// HTTP routes

mod http;

use axum::{Router, routing::get};
use std::sync::Arc;
use tower_http::cors::{Any, CorsLayer};

use crate::registry::MetricsRegistry;

#[derive(Clone)]
pub(crate) struct AppState {
    pub(crate) registry: Arc<MetricsRegistry>,
}

pub fn app(registry: Arc<MetricsRegistry>) -> Router {
    let state = AppState { registry };
    Router::new()
        .route("/", get(|| async { "hostmon: host telemetry agent" })) // GET /
        .route("/version", get(http::version_handler)) // GET /version
        .route("/metrics", get(http::metrics_handler)) // GET /metrics
        .layer(CorsLayer::new().allow_origin(Any))
        .with_state(state)
}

[TASK DETAILS]: Reproduce all the data word for word.

[SOLUTION FOR THIS EXERCISE]:
// HTTP routes

mod http;

use axum::{Router, routing::get};
use std::sync::Arc;
use tower_http::cors::{Any, CorsLayer};

use crate::registry::MetricsRegistry;

#[derive(Clone)]
pub(crate) struct AppState {
    pub(crate) registry: Arc<MetricsRegistry>,
}

pub fn app(registry: Arc<MetricsRegistry>) -> Router {
    let state = AppState { registry };
    Router::new()
        .route("/", get(|| async { "hostmon: host telemetry agent" })) // GET /
        .route("/version", get(http::version_handler)) // GET /version
        .route("/metrics", get(http::metrics_handler)) // GET /metrics
        .layer(CorsLayer::new().allow_origin(Any))
        .with_state(state)
}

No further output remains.